Please do not hesitate to leave an issue if you have problems/advices/suggestions regarding the code!
If you'd like to contribute to this project but you are not very familiar with github, don't worry, let us know either by starting the discussion or posting a github issue.
We are very happy that pycapacity
has been used as a component of several research project and has made its way to several scientific papers. We are hoping that this trend is going to continue as the project matures and becomes more robust!

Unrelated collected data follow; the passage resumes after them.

//! Read models over match history: profile history, Elo curve, map win
//! rates and aggregate stats.

use crate::error::Result;
use crate::history::store::{MatchHistoryStore, PlayerStatStore};
use crate::types::{GameMode, MatchId, UserId};
use crate::utils::percentage;
use chrono::{DateTime, Utc};
use serde::{Deserialize, Serialize};
use std::collections::{BTreeMap, HashMap};
use std::sync::Arc;

/// One row of a user's match list
#[derive(Debug, Clone, PartialEq, Serialize, Deserialize)]
pub struct UserMatchSummary {
    pub match_id: MatchId,
    pub mode: GameMode,
    pub map: String,
    pub won: bool,
    pub rounds_for: u32,
    pub rounds_against: u32,
    pub kills: u32,
    pub deaths: u32,
    pub elo_change: Option<i32>,
    pub finished_at: DateTime<Utc>,
}

#[derive(Debug, Clone, PartialEq, Serialize, Deserialize)]
pub struct EloPoint {
    pub match_id: MatchId,
    pub elo: i32,
    pub change: i32,
    pub at: DateTime<Utc>,
}

#[derive(Debug, Clone, PartialEq, Serialize, Deserialize)]
pub struct MapWinRate {
    pub map: String,
    pub played: u64,
    pub won: u64,
    pub win_rate: f64,
}

#[derive(Debug, Clone, Default, PartialEq, Serialize, Deserialize)]
pub struct AggregateStats {
    pub matches: u64,
    pub wins: u64,
    pub losses: u64,
    pub win_rate: f64,
    pub kills: u64,
    pub deaths: u64,
    pub assists: u64,
    pub kd_ratio: f64,
    pub headshot_pct: f64,
    pub mvps: u64,
}

#[derive(Clone)]
pub struct HistoryQueries {
    history: Arc<dyn MatchHistoryStore>,
    stats: Arc<dyn PlayerStatStore>,
}

impl HistoryQueries {
    pub fn new(history: Arc<dyn MatchHistoryStore>, stats: Arc<dyn PlayerStatStore>) -> Self {
        Self { history, stats }
    }

    /// Finished matches of a user, newest first. `page` starts at 0.
    pub fn user_history(
        &self,
        user_id: &str,
        page: usize,
        page_size: usize,
    ) -> Result<Vec<UserMatchSummary>> {
        let stats: HashMap<MatchId, _> = self
            .stats
            .for_user(user_id)?
            .into_iter()
            .map(|s| (s.match_id, s))
            .collect();

        Ok(self
            .history
            .for_user(user_id)?
            .into_iter()
            .skip(page.saturating_mul(page_size))
            .take(page_size)
            .filter_map(|h| {
                let side = h.side_of(user_id)?;
                let (rounds_for, rounds_against) = h.score_for(side);
                let stat = stats.get(&h.match_id);
                Some(UserMatchSummary {
                    match_id: h.match_id,
                    mode: h.mode,
                    map: h.map.clone(),
                    won: h.winner == side,
                    rounds_for,
                    rounds_against,
                    kills: stat.map(|s| s.kills).unwrap_or(0),
                    deaths: stat.map(|s| s.deaths).unwrap_or(0),
                    elo_change: stat.and_then(|s| s.elo_change),
                    finished_at: h.finished_at,
                })
            })
            .collect())
    }

    /// Rating after each settled match in a mode, oldest first
    pub fn elo_history(&self, user_id: &UserId, mode: GameMode) -> Result<Vec<EloPoint>> {
        let mut points: Vec<EloPoint> = self
            .history
            .for_user(user_id)?
            .into_iter()
            .filter(|h| h.mode == mode)
            .filter_map(|h| {
                let change = h.rating_changes.iter().find(|c| &c.user_id == user_id)?;
                Some(EloPoint {
                    match_id: h.match_id,
                    elo: change.new_elo,
                    change: change.elo_change,
                    at: h.finished_at,
                })
            })
            .collect();
        points.sort_by_key(|p| p.at);
        Ok(points)
    }

    /// Win rate per map, most played first
    pub fn map_win_rates(&self, user_id: &str) -> Result<Vec<MapWinRate>> {
        let mut per_map: BTreeMap<String, (u64, u64)> = BTreeMap::new();
        for h in self.history.for_user(user_id)? {
            if let Some(side) = h.side_of(user_id) {
                let entry = per_map.entry(h.map.clone()).or_default();
                entry.0 += 1;
                if h.winner == side {
                    entry.1 += 1;
                }
            }
        }

        let mut rates: Vec<MapWinRate> = per_map
            .into_iter()
            .map(|(map, (played, won))| MapWinRate {
                map,
                played,
                won,
                win_rate: percentage(won, played),
            })
            .collect();
        rates.sort_by(|a, b| b.played.cmp(&a.played).then_with(|| a.map.cmp(&b.map)));
        Ok(rates)
    }

    /// Lifetime totals over settled matches
    pub fn aggregate_stats(&self, user_id: &str) -> Result<AggregateStats> {
        let mut totals = AggregateStats::default();
        for h in self.history.for_user(user_id)? {
            if let Some(side) = h.side_of(user_id) {
                totals.matches += 1;
                if h.winner == side {
                    totals.wins += 1;
                } else {
                    totals.losses += 1;
                }
            }
        }

        let mut headshots = 0u64;
        for stat in self.stats.for_user(user_id)?.iter().filter(|s| s.is_final()) {
            totals.kills += u64::from(stat.kills);
            totals.deaths += u64::from(stat.deaths);
            totals.assists += u64::from(stat.assists);
            totals.mvps += u64::from(stat.mvps);
            headshots += u64::from(stat.headshots);
        }

        totals.win_rate = percentage(totals.wins, totals.matches);
        totals.kd_ratio = if totals.deaths == 0 {
            totals.kills as f64
        } else {
            totals.kills as f64 / totals.deaths as f64
        };
        totals.headshot_pct = percentage(headshots, totals.kills);
        Ok(totals)
    }
}
//! Match aggregate, storage and lifecycle operations

pub mod matchmaker;
pub mod provisioning;
pub mod service;
pub mod state;
pub mod store;
pub mod veto;

pub use matchmaker::{FifoPairingPolicy, MatchmakingCoordinator, Pairing, PairingPolicy};
pub use provisioning::{
    ProvisioningCoordinator, ProvisioningDecision, ProvisioningLock, ProvisioningResponse,
};
pub use service::{CancellationHandler, MatchService};
pub use state::{
    BanOutcome, CancelReason, ConfirmOutcome, LiveFeed, Match, MatchPhase, MatchResult,
    MatchSetup, MatchStateKind, ProvisioningStatus,
};
pub use store::{InMemoryMatchStore, MatchStore};
pub use veto::{VetoPool, VetoState};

A short resume paper about pycapacity
has been published in the Journal of Open Source Software:
pycapacity: a real-time task-space capacity calculation package for robotics and biomechanics
A. Skuric, V. Padois and D. Daney
Journal of Open Source Software, 8(89), 5670, https://doi.org/10.21105/joss.05670
If you are interested in citing pycapacity
in your research, we suggest you to cite our paper:
@article{Skuric2023pycapacity,
author = {Skuric, Antun and Padois, Vincent and Daney, David},
doi = {10.21105/joss.05670},
journal = {Journal of Open Source Software},
month = sep,
number = {89},
pages = {5670},
title = {{Pycapacity: a real-time task-space capacity calculation package for robotics and biomechanics}},
url = {https://joss.theoj.org/papers/10.21105/joss.05670},
volume = {8},
year = {2023}
}
See demo_notebook.ipynb
for more examples of how ot use the module.
"""
A simple example program for 3d force polytope
evaluation of a randomised 6dof robot
"""
import pycapacity.robot as capacity # robot capacity module
import numpy as np
m = 3 # 3d forces
n = 6 # robot dof
J = np.array(np.random.rand(m,n)) # random jacobian matrix
t_max = np.ones(n) # joint torque limits max and min
t_min = -np.ones(n)
f_poly = capacity.force_polytope(J,t_min, t_max) # calculate the polytope vertices and faces
print(f_poly.vertices) # display the vertices
# plotting the polytope
import matplotlib.pyplot as plt
from pycapacity.visual import * # pycapacity visualisation tools
fig = plt.figure(4)
# draw faces and vertices
plot_polytope(polytope=f_poly, plot=plt, label='force polytope', vertex_color='blue', edge_color='blue', alpha=0.2)
plt.legend()
plt.show()
"""
A simple example program for 3d force polytope
evaluation of a randomised 30 muscle 7dof
human musculoskeletal model
"""
import pycapacity.human as capacity # robot capacity module
import numpy as np
L = 30 # number of muscles
m = 3 # 3d forces
n = 6 # number of joints - dof
J = np.array(np.random.rand(m,n))*2-1 # random jacobian matrix
N = np.array(np.random.rand(n,L))*2-1 # random moment arm matrix
F_max = 100*np.ones(L) # muscle forces limits max and min
F_min = np.zeros(L)
f_poly = capacity.force_polytope(J,N, F_min, F_max, 0.1) # calculate the polytope vertices and faces
print(f_poly.vertices) # display the vertices
# plotting the polytope
import matplotlib.pyplot as plt
from pycapacity.visual import * # pycapacity visualisation tools
fig = plt.figure(4)
# draw faces and vertices
plot_polytope(polytope=f_poly, plot=plt, label='force polytope', vertex_color='blue', edge_color='blue', alpha=0.2)
plt.legend()
plt.show()